Por David Ljunggren e Ismail Shakil
OTTAWA (Reuters) – A ministra das Finanças do Canadá, Chrystia Freeland, renunciou nesta segunda-feira após desentendimentos com o primeiro-ministro Justin Trudeau sobre questões que incluem como lidar com possíveis tarifas dos EUA, um grande golpe para um governo já impopular.
Numa carta de demissão contundente, Freeland rejeitou a pressão de Trudeau por maiores gastos como uma manobra política que poderia prejudicar a capacidade de Ottawa de lidar com as tarifas de importação de 25 por cento que o presidente eleito dos EUA, Donald Trump, estaria impondo.
A demissão de Freeland, de 56 anos, que também atuou como vice-primeiro-ministro, é uma das maiores crises que Trudeau enfrentou desde que chegou ao poder em novembro de 2015. Ele também não tem um aliado importante se estiver a caminho de perder as próximas eleições para os conservadores oficiais da oposição.
Trudeau rapidamente foi pressionado para desertar dos Novos Democratas, o menor partido da oposição que abandonou o seu apoio incondicional ao governo minoritário liberal no início deste ano, mas continuou a apoiar o primeiro-ministro em algumas leis no Parlamento.

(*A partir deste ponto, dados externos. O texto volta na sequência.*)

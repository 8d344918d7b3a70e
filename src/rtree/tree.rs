use std::collections::HashMap;
use std::num::NonZeroUsize;
use std::path::{Path, PathBuf};

use lru::LruCache;

use super::geo::{BBox, haversine_km, radius_bbox};
use super::meta::{META_SIZE, RTreeMeta};
use super::node::{LeafEntry, RNode};
use crate::blockfile::{BlockFile, Mode};
use crate::compaction::CompactionReport;
use crate::config::StoreConfig;
use crate::errors::{Result, StoreError};
use crate::value::{ObjectId, decode_at, encode, size_at};

/// A point returned by a spatial query.
#[derive(Debug, Clone, PartialEq)]
pub struct PointHit {
    pub object_id: ObjectId,
    pub lat: f64,
    pub lng: f64,
}

/// A point returned by [`RTree::search_radius`], with its distance from
/// the query center in kilometers.
#[derive(Debug, Clone, PartialEq)]
pub struct RadiusHit {
    pub object_id: ObjectId,
    pub lat: f64,
    pub lng: f64,
    pub distance_km: f64,
}

enum InsertOutcome {
    Placed { ptr: u64, bbox: BBox },
    Split { left: u64, left_bbox: BBox, right: u64, right_bbox: BBox },
}

struct RemovedNode {
    ptr: u64,
    count: usize,
}

/// Copy-on-write 2-D R-Tree over `(lat, lng)` points (component C4).
pub struct RTree {
    file: BlockFile,
    meta: RTreeMeta,
    cache: LruCache<u64, RNode>,
    path: PathBuf,
}
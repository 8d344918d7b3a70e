//! Structured logging setup, following the teacher's pattern of a
//! rolling-file `log4rs` configuration scoped to a database directory.

use std::path::{Path, PathBuf};

use log::LevelFilter;
use log4rs::append::rolling_file::RollingFileAppender;
use log4rs::append::rolling_file::policy::compound::{
    CompoundPolicy, roll::fixed_window::FixedWindowRoller, trigger::size::SizeTrigger,
};
use log4rs::config::{Appender, Config, Root};
use log4rs::encode::pattern::PatternEncoder;

const PATTERN: &str = "{d(%Y-%m-%d %H:%M:%S%.3f)} [{l}] {t} - {m}{n}";

/// Initializes logging to `{base_dir}/{name}_logs/{name}.log`, rolling at
/// 10 MiB and keeping 7 previous files.
///
/// # Errors
/// Returns an error if the log directory cannot be created or the
/// logging backend fails to initialize.
pub fn init_for_db_in(base_dir: &Path, name: &str) -> Result<(), Box<dyn std::error::Error>> {
    let mut dir = PathBuf::from(base_dir);
    dir.push(format!("{name}_logs"));
    std::fs::create_dir_all(&dir)?;

    let log_path = dir.join(format!("{name}.log"));
    let roller = FixedWindowRoller::builder()
        .build(&format!("{}", dir.join(format!("{name}.{{}}.log")).display()), 7)?;
    let policy = CompoundPolicy::new(Box::new(SizeTrigger::new(10 * 1024 * 1024)), Box::new(roller));
    let appender = RollingFileAppender::builder()
        .encoder(Box::new(PatternEncoder::new(PATTERN)))
        .build(log_path, Box::new(policy))?;

    let config = Config::builder()
        .appender(Appender::builder().build("app", Box::new(appender)))
        .build(Root::builder().appender("app").build(LevelFilter::Info))?;
    log4rs::init_config(config)?;
    Ok(())
}

/// Configures logging from `STRATADB_LOG_DIR` / `STRATADB_LOG_LEVEL` /
/// `STRATADB_LOG_RETENTION` environment variables. Silently no-ops if a
/// logger is already installed or the variables are absent/invalid.
pub fn configure_from_env() {
    let Ok(dir) = std::env::var("STRATADB_LOG_DIR") else { return };
    let level = std::env::var("STRATADB_LOG_LEVEL").unwrap_or_else(|_| "info".to_string());
    let retention: u32 =
        std::env::var("STRATADB_LOG_RETENTION").ok().and_then(|s| s.parse().ok()).unwrap_or(7);
    let lvl = match level.to_ascii_lowercase().as_str() {
        "error" => LevelFilter::Error,
        "warn" => LevelFilter::Warn,
        "debug" => LevelFilter::Debug,
        "trace" => LevelFilter::Trace,
        _ => LevelFilter::Info,
    };
    let base = PathBuf::from(dir);
    let _ = std::fs::create_dir_all(&base);
    let Ok(roller) =
        FixedWindowRoller::builder().build(&format!("{}", base.join("app.{}.log").display()), retention)
    else {
        return;
    };
    let policy = CompoundPolicy::new(Box::new(SizeTrigger::new(10 * 1024 * 1024)), Box::new(roller));
    let Ok(appender) = RollingFileAppender::builder()
        .encoder(Box::new(PatternEncoder::new(PATTERN)))
        .build(base.join("app.log"), Box::new(policy))
    else {
        return;
    };
    if let Ok(config) = Config::builder()
        .appender(Appender::builder().build("app", Box::new(appender)))
        .build(Root::builder().appender("app").build(lvl))
    {
        let _ = log4rs::init_config(config);
    }
}
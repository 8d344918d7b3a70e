use once_cell::sync::Lazy;
use regex::Regex;
use rust_stemmers::{Algorithm, Stemmer};

use super::stopwords::STOP_WORDS;

static WORD_SPLIT: Lazy<Regex> = Lazy::new(|| Regex::new(r"\W+").expect("static pattern"));
static STEMMER: Lazy<Stemmer> = Lazy::new(|| Stemmer::create(Algorithm::English));

/// Lowercases, splits on `\W+`, drops empty tokens and stop-words, and
/// preserves duplicates and order (spec §4.5.1 steps 1-4).
#[must_use]
pub fn tokenize(text: &str) -> Vec<String> {
    let lower = text.to_lowercase();
    WORD_SPLIT
        .split(&lower)
        .filter(|t| !t.is_empty())
        .filter(|t| !STOP_WORDS.contains(t))
        .map(str::to_string)
        .collect()
}

/// Applies the Porter stemmer to a single token.
#[must_use]
pub fn stem(token: &str) -> String {
    STEMMER.stem(token).into_owned()
}
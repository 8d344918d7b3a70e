use once_cell::sync::Lazy;

use crate::errors::{Result, StoreError};
use crate::value::{Value, decode, encode};

/// Trailing metadata record for an R-Tree file, placed and sized exactly
/// as `BTreeMeta` (spec §4.4.4).
#[derive(Debug, Clone, Copy, PartialEq, Eq)]
pub struct RTreeMeta {
    pub version: u64,
    pub max_entries: u64,
    pub min_entries: u64,
    pub size: u64,
    pub root_pointer: Option<u64>,
    pub next_id: u64,
}

impl RTreeMeta {
    #[must_use]
    pub fn new(max_entries: u64) -> Self {
        Self {
            version: 1,
            max_entries,
            min_entries: (max_entries.div_ceil(2)).max(2),
            size: 0,
            root_pointer: None,
            next_id: 1,
        }
    }

    #[must_use]
    pub fn to_value(&self) -> Value {
        Value::object([
            ("version".to_string(), Value::Int(self.version as i64)),
            ("maxEntries".to_string(), Value::Int(self.max_entries as i64)),
            ("minEntries".to_string(), Value::Int(self.min_entries as i64)),
            ("size".to_string(), Value::Int(self.size as i64)),
            ("nextId".to_string(), Value::Int(self.next_id as i64)),
            ("hasRoot".to_string(), Value::Bool(self.root_pointer.is_some())),
            ("rootPointer".to_string(), Value::Pointer(self.root_pointer.unwrap_or(0))),
        ])
    }

    /// # Errors
    /// Returns `StoreError::CorruptMetadata` if `bytes` is not a
    /// well-formed metadata record.
    pub fn from_bytes(bytes: &[u8]) -> Result<Self> {
        let value = decode(bytes).map_err(|_| StoreError::CorruptMetadata)?;
        let bad = || StoreError::CorruptMetadata;
        let version = value.get("version").and_then(Value::as_int).ok_or_else(bad)? as u64;
        let max_entries = value.get("maxEntries").and_then(Value::as_int).ok_or_else(bad)? as u64;
        let min_entries = value.get("minEntries").and_then(Value::as_int).ok_or_else(bad)? as u64;
        let size = value.get("size").and_then(Value::as_int).ok_or_else(bad)? as u64;
        let next_id = value.get("nextId").and_then(Value::as_int).ok_or_else(bad)? as u64;
        let has_root = value.get("hasRoot").and_then(Value::as_bool).ok_or_else(bad)?;
        let root_raw = value.get("rootPointer").and_then(Value::as_pointer).ok_or_else(bad)?;
        Ok(Self { version, max_entries, min_entries, size, root_pointer: has_root.then_some(root_raw), next_id })
    }

    #[must_use]
    pub fn to_bytes(&self) -> Vec<u8> {
        encode(&self.to_value())
    }
}

pub static META_SIZE: Lazy<u64> = Lazy::new(|| RTreeMeta::new(9).to_bytes().len() as u64);

#[cfg(test)]
mod tests {
    use super::*;

    #[test]
    fn meta_size_is_stable_across_values() {
        let a = RTreeMeta::new(9).to_bytes().len();
        let mut m = RTreeMeta::new(200);
        m.size = 999_999;
        m.root_pointer = Some(123_456_789);
        let b = m.to_bytes().len();
        assert_eq!(a, b);
        assert_eq!(*META_SIZE as usize, a);
    }

    #[test]
    fn round_trips() {
        let mut m = RTreeMeta::new(9);
        m.root_pointer = Some(42);
        m.size = 7;
        let back = RTreeMeta::from_bytes(&m.to_bytes()).unwrap();
        assert_eq!(m, back);
    }
}
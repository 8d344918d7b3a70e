use stratadb::{BTree, Value};

fn tmp() -> std::path::PathBuf {
    let dir = tempfile::tempdir().unwrap();
    let p = dir.path().join("index.bt");
    std::mem::forget(dir);
    p
}

#[test]
fn btree_compaction_reclaims_space_and_preserves_contents() {
    let path = tmp();
    let dest = tmp();
    let mut t = BTree::open(&path, 8).unwrap();
    for i in 0..50 {
        t.add(Value::Int(i), Value::Int(i * 2)).unwrap();
    }
    for i in 0..20 {
        t.delete(&Value::Int(i)).unwrap();
    }
    for i in 50..80 {
        t.add(Value::Int(i), Value::Int(i * 2)).unwrap();
    }

    let before = t.to_array().unwrap();
    let report = t.compact(&dest).unwrap();
    assert!(report.old_size() > report.new_size());
    assert!(report.bytes_saved() > 0);

    let mut reopened = BTree::open(&dest, 8).unwrap();
    let after = reopened.to_array().unwrap();
    assert_eq!(before, after);
}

“Peço a Justin Trudeau que renuncie. Ele tem que ir”, disse o líder do partido Jagmeet Singh aos repórteres, a primeira vez que apelou inequivocamente ao primeiro-ministro para renunciar.
Singh não respondeu diretamente às perguntas sobre se continuaria a apoiar Trudeau no Parlamento, dizendo que todas as opções estavam sobre a mesa.
Trudeau pode ser deposto se os partidos da oposição concordarem com um voto de desconfiança nele. No entanto, isso não pode acontecer antes do final de janeiro.
Algumas horas antes, o líder conservador Pierre Poilievre disse que o governo estava fora de controle.
“Não podemos aceitar este tipo de caos, divisão e fraqueza enquanto enfrentamos uma tarifa de 25 por cento do nosso maior parceiro comercial… simplesmente não podemos continuar assim”, disse ele aos jornalistas.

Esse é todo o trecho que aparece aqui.